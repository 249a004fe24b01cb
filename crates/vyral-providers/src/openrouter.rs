//! OpenRouter chat completions client.

use std::time::Duration;

use reqwest::Client;
use serde::Serialize;
use serde_json::{json, Value};
use tracing::debug;

use crate::config::ProviderConfig;
use crate::error::{ProviderError, ProviderResult};
use crate::http::{json_body, reject_embedded_error};

/// One chat message. `content` is a string, or a list of parts for
/// multimodal prompts.
#[derive(Debug, Clone, PartialEq, Serialize)]
pub struct ChatMessage {
    pub role: String,
    pub content: Value,
}

impl ChatMessage {
    pub fn system(text: impl Into<String>) -> Self {
        Self {
            role: "system".to_string(),
            content: Value::String(text.into()),
        }
    }

    pub fn user(text: impl Into<String>) -> Self {
        Self {
            role: "user".to_string(),
            content: Value::String(text.into()),
        }
    }

    /// User message made of a text part and an image part.
    pub fn user_with_image(text: impl Into<String>, image_url: impl Into<String>) -> Self {
        Self {
            role: "user".to_string(),
            content: json!([
                { "type": "text", "text": text.into() },
                { "type": "image_url", "image_url": { "url": image_url.into() } }
            ]),
        }
    }
}

/// Sampling options sent with a completion request.
#[derive(Debug, Clone, Copy, Default, PartialEq)]
pub struct ChatOptions {
    pub temperature: Option<f32>,
    pub max_tokens: Option<u32>,
}

#[derive(Debug, Serialize)]
struct ChatRequest<'a> {
    model: &'a str,
    messages: &'a [ChatMessage],
    #[serde(skip_serializing_if = "Option::is_none")]
    temperature: Option<f32>,
    #[serde(skip_serializing_if = "Option::is_none")]
    max_tokens: Option<u32>,
}

/// OpenRouter API client.
pub struct OpenRouterClient {
    client: Client,
    api_key: Option<String>,
    base_url: String,
    referer: String,
    org_id: Option<String>,
}

impl OpenRouterClient {
    /// Create a client. A missing key is reported on the first call, not here.
    pub fn new(
        api_key: Option<String>,
        base_url: impl Into<String>,
        referer: impl Into<String>,
        org_id: Option<String>,
        timeout: Duration,
    ) -> ProviderResult<Self> {
        let client = Client::builder().timeout(timeout).build()?;
        Ok(Self {
            client,
            api_key,
            base_url: base_url.into().trim_end_matches('/').to_string(),
            referer: referer.into(),
            org_id,
        })
    }

    pub fn from_config(config: &ProviderConfig) -> ProviderResult<Self> {
        Self::new(
            config.openrouter_api_key.clone(),
            config.openrouter_base_url.clone(),
            config.referer.clone(),
            config.openai_org_id.clone(),
            config.request_timeout,
        )
    }

    /// Run a chat completion and return the first choice's text.
    ///
    /// A body carrying an `error` field is a failure even on HTTP 200.
    pub async fn chat(
        &self,
        model: &str,
        messages: &[ChatMessage],
        options: ChatOptions,
    ) -> ProviderResult<String> {
        let api_key = self
            .api_key
            .as_deref()
            .ok_or_else(|| ProviderError::config("OPENROUTER_KEY not set"))?;

        let url = format!("{}/chat/completions", self.base_url);
        let payload = ChatRequest {
            model,
            messages,
            temperature: options.temperature,
            max_tokens: options.max_tokens,
        };

        debug!(model = model, messages = messages.len(), "Sending chat completion");

        let mut request = self
            .client
            .post(&url)
            .bearer_auth(api_key)
            .header("HTTP-Referer", &self.referer)
            .json(&payload);
        if let Some(org_id) = &self.org_id {
            request = request.header("X-OpenAI-Organization", org_id);
        }

        let body = reject_embedded_error(json_body(request.send().await?).await?)?;

        body
            .pointer("/choices/0/message/content")
            .and_then(Value::as_str)
            .map(str::to_string)
            .ok_or_else(|| ProviderError::invalid_response("No content in chat completion"))
    }
}
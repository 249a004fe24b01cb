//! Orchestrator error types.

use thiserror::Error;

pub type OrchestratorResult<T> = Result<T, OrchestratorError>;

/// Why a job did not produce a result.
///
/// The display message is what callers and webhooks receive as `error`.
#[derive(Debug, Error, Clone, PartialEq, Eq)]
pub enum OrchestratorError {
    #[error("No providers configured for this operation")]
    NoCandidates,

    /// Every candidate failed; carries the last candidate's message.
    #[error("{0}")]
    ProviderFailure(String),

    #[error("Job timed out after {ticks} status checks")]
    PollTimeout { ticks: u32 },

    /// The provider reported the long-running job as failed.
    #[error("{0}")]
    PollProviderFailure(String),

    #[error("Job cancelled")]
    Cancelled,
}

impl OrchestratorError {
    pub fn provider_failure(msg: impl Into<String>) -> Self {
        Self::ProviderFailure(msg.into())
    }

    pub fn poll_provider_failure(msg: impl Into<String>) -> Self {
        Self::PollProviderFailure(msg.into())
    }

    /// Short label used for metrics.
    pub fn kind(&self) -> &'static str {
        match self {
            OrchestratorError::NoCandidates => "no_candidates",
            OrchestratorError::ProviderFailure(_) => "provider_failure",
            OrchestratorError::PollTimeout { .. } => "poll_timeout",
            OrchestratorError::PollProviderFailure(_) => "poll_failed",
            OrchestratorError::Cancelled => "cancelled",
        }
    }
}

/// Webhook delivery failure. Logged, never surfaced to the caller.
#[derive(Debug, Error)]
pub enum WebhookError {
    #[error("Webhook request failed: {0}")]
    Network(#[from] reqwest::Error),

    #[error("Webhook endpoint returned HTTP {0}")]
    Status(u16),
}
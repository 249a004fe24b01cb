//! Axum API server binary.

use std::net::SocketAddr;
use std::sync::Arc;

use anyhow::{Context, Result};
use tracing::{info, warn};
use tracing_subscriber::{fmt, prelude::*, EnvFilter};

use vyral_api::{create_router, metrics, ApiConfig, AppState, OperationCatalog};
use vyral_cache::{CacheConfig, CacheStore, MemoryCache, RedisCache};
use vyral_orchestrator::{Orchestrator, OrchestratorConfig};
use vyral_providers::ProviderConfig;

#[tokio::main]
async fn main() -> Result<()> {
    dotenvy::dotenv().ok();

    // Required for rustls 0.23+
    rustls::crypto::ring::default_provider()
        .install_default()
        .map_err(|_| anyhow::anyhow!("Failed to install rustls crypto provider"))?;

    init_tracing()?;

    info!("Starting vyral-api");

    let config = ApiConfig::from_env();
    info!("API config: host={}, port={}", config.host, config.port);
    if !config.has_worker_secret() {
        warn!("VYRAL_WORKER_SECRET is not set; every operation request will be rejected");
    }

    let cache = build_cache(&CacheConfig::from_env())?;
    info!(backend = cache.name(), "Result cache ready");

    let orchestrator = Orchestrator::new(cache, &OrchestratorConfig::from_env())
        .context("Failed to build webhook client")?;
    let catalog = OperationCatalog::from_providers(&ProviderConfig::from_env())
        .context("Failed to build provider clients")?;

    let metrics_enabled = std::env::var("METRICS_ENABLED")
        .map(|v| v == "true" || v == "1")
        .unwrap_or(true);

    let metrics_handle = if metrics_enabled {
        info!("Prometheus metrics enabled at /metrics");
        Some(metrics::init_metrics().context("Failed to install Prometheus recorder")?)
    } else {
        None
    };

    let state = AppState::new(config.clone(), orchestrator, catalog);
    let app = create_router(state, metrics_handle);

    let addr: SocketAddr = format!("{}:{}", config.host, config.port)
        .parse()
        .context("Invalid bind address")?;

    info!("Listening on {}", addr);

    let listener = tokio::net::TcpListener::bind(addr)
        .await
        .with_context(|| format!("Failed to bind {addr}"))?;
    axum::serve(
        listener,
        app.into_make_service_with_connect_info::<SocketAddr>(),
    )
    .with_graceful_shutdown(shutdown_signal())
    .await
    .context("Server error")?;

    info!("Server shutdown complete");
    Ok(())
}

/// Colored output for dev, JSON when `LOG_FORMAT=json`.
fn init_tracing() -> Result<()> {
    let use_json = std::env::var("LOG_FORMAT")
        .map(|v| v.to_lowercase() == "json")
        .unwrap_or(false);

    let env_filter = EnvFilter::try_from_default_env()
        .or_else(|_| EnvFilter::try_new("info"))
        .context("Invalid log filter")?;

    if use_json {
        tracing_subscriber::registry()
            .with(fmt::layer().json())
            .with(env_filter)
            .init();
    } else {
        tracing_subscriber::registry()
            .with(
                fmt::layer()
                    .with_ansi(true)
                    .with_target(true)
                    .with_thread_ids(false)
                    .with_file(false)
                    .with_line_number(false),
            )
            .with(env_filter)
            .init();
    }
    Ok(())
}

/// Redis when `REDIS_URL` is set, otherwise an in-process cache.
fn build_cache(config: &CacheConfig) -> Result<Arc<dyn CacheStore>> {
    if config.redis_url.is_some() {
        let cache = RedisCache::from_config(config).context("Failed to create Redis cache")?;
        Ok(Arc::new(cache))
    } else {
        warn!("REDIS_URL not set, using in-process cache");
        Ok(Arc::new(MemoryCache::new()))
    }
}

async fn shutdown_signal() {
    if let Err(e) = tokio::signal::ctrl_c().await {
        warn!("Failed to listen for shutdown signal: {}", e);
        std::future::pending::<()>().await;
    }
    info!("Received shutdown signal");
}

The problem —
Report back each line in the material above that contains the string "process".

Output —
/// Redis when `REDIS_URL` is set, otherwise an in-process cache.
        warn!("REDIS_URL not set, using in-process cache");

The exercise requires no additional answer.